## Records for this task:
##########

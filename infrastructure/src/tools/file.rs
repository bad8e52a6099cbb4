//! File operation tools: list_files, read_file, write_file
//!
//! Every handler resolves its path through the [`WorkspaceSandbox`] first and
//! folds every failure into an `"Error: ..."` result.

use super::sandbox::WorkspaceSandbox;
use pecko_domain::tool::{
    entities::{ToolCall, ToolDefinition, ToolName, ToolParameter},
    value_objects::{ToolError, ToolResult},
};
use std::fs;

/// Maximum file size to read (10 MB)
const MAX_READ_SIZE: u64 = 10 * 1024 * 1024;

pub fn list_files_definition() -> ToolDefinition {
    ToolDefinition::new(
        ToolName::ListFiles,
        "List entries in a workspace directory. The directory must be a relative path \
         inside the workspace (no absolute paths, no ..). Returns a sorted list of \
         entries prefixed with [DIR] or [FILE].",
    )
    .with_parameter(
        ToolParameter::new("directory", "Relative path of the directory to list", false)
            .with_type("path")
            .with_default("."),
    )
}

pub fn read_file_definition() -> ToolDefinition {
    ToolDefinition::new(
        ToolName::ReadFile,
        "Read a UTF-8 text file from the workspace. The path must be relative to the \
         workspace root.",
    )
    .with_parameter(
        ToolParameter::new("file_path", "Relative path of the file to read", true)
            .with_type("path"),
    )
}

pub fn write_file_definition() -> ToolDefinition {
    ToolDefinition::new(
        ToolName::WriteFile,
        "Create or overwrite a UTF-8 text file in the workspace. The path must be \
         relative to the workspace root. Parent directories are created if missing.",
    )
    .with_parameter(
        ToolParameter::new("file_path", "Relative path of the file to write", true)
            .with_type("path"),
    )
    .with_parameter(
        ToolParameter::new("content", "Full content to write to the file", true)
            .with_type("string"),
    )
}

pub fn execute_list_files(sandbox: &WorkspaceSandbox, call: &ToolCall) -> ToolResult {
    let name = ToolName::ListFiles.as_str();
    let directory = call.get_string("directory").unwrap_or(".");

    let target = match sandbox.resolve(directory) {
        Ok(p) => p,
        Err(e) => return ToolResult::failure_lines(name, e.into()),
    };

    if !target.is_dir() {
        return ToolResult::failure_lines(
            name,
            ToolError::invalid_argument(format!("{} is not a directory", directory)),
        );
    }

    let entries = match fs::read_dir(&target) {
        Ok(entries) => entries,
        Err(e) => {
            return ToolResult::failure_lines(
                name,
                ToolError::execution_failed(format!("could not list {}: {}", directory, e)),
            );
        }
    };

    let mut items = Vec::new();
    for entry in entries {
        let entry = match entry {
            Ok(entry) => entry,
            Err(e) => {
                return ToolResult::failure_lines(
                    name,
                    ToolError::execution_failed(format!("could not list {}: {}", directory, e)),
                );
            }
        };
        if sandbox.is_reserved(&entry.path()) {
            continue;
        }
        let prefix = if entry.path().is_dir() { "[DIR]" } else { "[FILE]" };
        items.push(format!("{} {}", prefix, entry.file_name().to_string_lossy()));
    }
    items.sort();

    ToolResult::lines(name, items)
}

pub fn execute_read_file(sandbox: &WorkspaceSandbox, call: &ToolCall) -> ToolResult {
    let name = ToolName::ReadFile.as_str();
    let file_path = match call.require_string("file_path") {
        Ok(p) => p,
        Err(e) => return ToolResult::failure(name, ToolError::invalid_argument(e)),
    };

    let target = match sandbox.resolve(file_path) {
        Ok(p) => p,
        Err(e) => return ToolResult::failure(name, e.into()),
    };

    if !target.is_file() {
        return ToolResult::failure(
            name,
            ToolError::not_found(format!("{} is not a file or does not exist.", file_path)),
        );
    }

    match fs::metadata(&target) {
        Ok(metadata) if metadata.len() > MAX_READ_SIZE => {
            return ToolResult::failure(
                name,
                ToolError::invalid_argument(format!(
                    "{} is too large ({} bytes, maximum is {} bytes)",
                    file_path,
                    metadata.len(),
                    MAX_READ_SIZE
                )),
            );
        }
        Ok(_) => {}
        Err(e) => {
            return ToolResult::failure(
                name,
                ToolError::execution_failed(format!("could not read {}: {}", file_path, e)),
            );
        }
    }

    match fs::read_to_string(&target) {
        Ok(content) => ToolResult::success(name, content),
        Err(e) => ToolResult::failure(
            name,
            ToolError::execution_failed(format!("could not read {}: {}", file_path, e)),
        ),
    }
}

pub fn execute_write_file(sandbox: &WorkspaceSandbox, call: &ToolCall) -> ToolResult {
    let name = ToolName::WriteFile.as_str();
    let file_path = match call.require_string("file_path") {
        Ok(p) => p,
        Err(e) => return ToolResult::failure(name, ToolError::invalid_argument(e)),
    };
    let content = match call.require_string("content") {
        Ok(c) => c,
        Err(e) => return ToolResult::failure(name, ToolError::invalid_argument(e)),
    };

    let target = match sandbox.resolve(file_path) {
        Ok(p) => p,
        Err(e) => return ToolResult::failure(name, e.into()),
    };

    if target.is_dir() {
        return ToolResult::failure(
            name,
            ToolError::invalid_argument(format!("{} is a directory", file_path)),
        );
    }

    if let Some(parent) = target.parent()
        && let Err(e) = fs::create_dir_all(parent)
    {
        return ToolResult::failure(
            name,
            ToolError::execution_failed(format!(
                "could not create parent directories for {}: {}",
                file_path, e
            )),
        );
    }

    if let Err(e) = fs::write(&target, content) {
        return ToolResult::failure(
            name,
            ToolError::execution_failed(format!("could not write {}: {}", file_path, e)),
        );
    }

    ToolResult::success(name, format!("Successfully wrote to {}", file_path))
}

#[cfg(test)]
mod tests {
    use super::*;
    use tempfile::{TempDir, tempdir};

    fn workspace() -> (TempDir, WorkspaceSandbox) {
        let dir = tempdir().unwrap();
        let sandbox = WorkspaceSandbox::new(dir.path()).unwrap();
        (dir, sandbox)
    }

    fn write(path: &str, content: &str) -> ToolCall {
        ToolCall::new("w", "write_file")
            .with_arg("file_path", path)
            .with_arg("content", content)
    }

    fn read(path: &str) -> ToolCall {
        ToolCall::new("r", "read_file").with_arg("file_path", path)
    }

    #[test]
    fn test_list_files_sorted_with_prefixes() {
        let (dir, sandbox) = workspace();
        fs::create_dir(dir.path().join("src")).unwrap();
        fs::write(dir.path().join("b.txt"), "").unwrap();
        fs::write(dir.path().join("a.txt"), "").unwrap();

        let result = execute_list_files(&sandbox, &ToolCall::new("l", "list_files"));

        assert!(result.is_success());
        let lines = result.output.as_lines().unwrap();
        assert_eq!(lines, ["[DIR] src", "[FILE] a.txt", "[FILE] b.txt"]);
        let mut sorted = lines.to_vec();
        sorted.sort();
        assert_eq!(lines, sorted.as_slice());
    }

    #[test]
    fn test_list_files_outside_root() {
        let (dir, sandbox) = workspace();
        fs::write(dir.path().join("keep.txt"), "x").unwrap();

        let call = ToolCall::new("l", "list_files").with_arg("directory", "../etc");
        let result = execute_list_files(&sandbox, &call);

        assert!(!result.is_success());
        let lines = result.output.as_lines().unwrap();
        assert_eq!(lines.len(), 1);
        assert!(lines[0].starts_with("Error: "));
        assert!(lines[0].ends_with("outside the workspace root"));
        assert_eq!(fs::read_dir(dir.path()).unwrap().count(), 1);
    }

    #[test]
    fn test_list_files_not_a_directory() {
        let (dir, sandbox) = workspace();
        fs::write(dir.path().join("file.txt"), "x").unwrap();

        let call = ToolCall::new("l", "list_files").with_arg("directory", "file.txt");
        let result = execute_list_files(&sandbox, &call);

        assert_eq!(
            result.output.as_lines().unwrap(),
            ["Error: file.txt is not a directory"]
        );
    }

    #[test]
    fn test_write_then_read() {
        let (dir, sandbox) = workspace();

        let written = execute_write_file(&sandbox, &write("docs/notes.txt", "hello"));
        assert!(written.is_success());
        assert_eq!(written.content(), "Successfully wrote to docs/notes.txt");
        assert!(dir.path().join("docs").is_dir());

        let read_back = execute_read_file(&sandbox, &read("docs/notes.txt"));
        assert_eq!(read_back.content(), "hello");
    }

    #[test]
    fn test_write_is_idempotent() {
        let (dir, sandbox) = workspace();

        let first = execute_write_file(&sandbox, &write("a.txt", "same"));
        let second = execute_write_file(&sandbox, &write("a.txt", "same"));

        assert!(first.is_success() && second.is_success());
        assert_eq!(first.content(), second.content());
        assert_eq!(fs::read_to_string(dir.path().join("a.txt")).unwrap(), "same");
    }

    #[test]
    fn test_write_rejects_escape_without_mutation() {
        let (dir, sandbox) = workspace();

        for path in ["../evil.txt", "/tmp/evil.txt", "sub/../../evil.txt"] {
            let result = execute_write_file(&sandbox, &write(path, "x"));
            assert!(!result.is_success());
            assert!(result.content().starts_with("Error: "));
            assert_eq!(result.error().unwrap().code, "OUTSIDE_WORKSPACE");
        }
        assert_eq!(fs::read_dir(dir.path()).unwrap().count(), 0);
    }

    #[test]
    fn test_metadata_dir_is_off_limits() {
        let (dir, sandbox) = workspace();
        crate::workspace::init_workspace(dir.path(), false).unwrap();
        let config = crate::workspace::config_path(dir.path());
        let before = fs::read_to_string(&config).unwrap();

        let written = execute_write_file(
            &sandbox,
            &write(".pecko/config.toml", "active_profile = \"evil\""),
        );
        assert!(!written.is_success());
        assert_eq!(written.error().unwrap().code, "NOT_ALLOWED");
        assert_eq!(fs::read_to_string(&config).unwrap(), before);

        let read_back = execute_read_file(&sandbox, &read("./.pecko/config.toml"));
        assert!(read_back.content().starts_with("Error: "));
        assert!(!read_back.content().contains("active_profile"));

        fs::write(dir.path().join("notes.txt"), "").unwrap();
        let listed = execute_list_files(&sandbox, &ToolCall::new("l", "list_files"));
        assert_eq!(listed.output.as_lines().unwrap(), ["[FILE] notes.txt"]);

        let call = ToolCall::new("l", "list_files").with_arg("directory", ".pecko");
        assert!(!execute_list_files(&sandbox, &call).is_success());
    }

    #[test]
    fn test_read_missing_file() {
        let (_dir, sandbox) = workspace();

        let result = execute_read_file(&sandbox, &read("nope.txt"));

        assert_eq!(
            result.content(),
            "Error: nope.txt is not a file or does not exist."
        );
        assert_eq!(result.error().unwrap().code, "NOT_FOUND");
    }

    #[test]
    fn test_read_rejects_parent_traversal() {
        let (_dir, sandbox) = workspace();

        let result = execute_read_file(&sandbox, &read("../secret"));
        assert!(result.content().contains("outside the workspace root"));
    }

    #[test]
    fn test_read_invalid_utf8() {
        let (dir, sandbox) = workspace();
        fs::write(dir.path().join("blob.bin"), [0xff, 0xfe, 0x00]).unwrap();

        let result = execute_read_file(&sandbox, &read("blob.bin"));
        assert!(!result.is_success());
        assert!(result.content().starts_with("Error: "));
    }

    #[test]
    fn test_write_missing_argument() {
        let (_dir, sandbox) = workspace();
        let call = ToolCall::new("w", "write_file").with_arg("file_path", "a.txt");

        let result = execute_write_file(&sandbox, &call);
        assert_eq!(result.error().unwrap().code, "INVALID_ARGUMENT");
    }
}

##########

## Work task:
What lines in the records above include the string "exist"? Copy each one.

## Answer to this exercise:
            ToolError::not_found(format!("{} is not a file or does not exist.", file_path)),
            "Error: nope.txt is not a file or does not exist."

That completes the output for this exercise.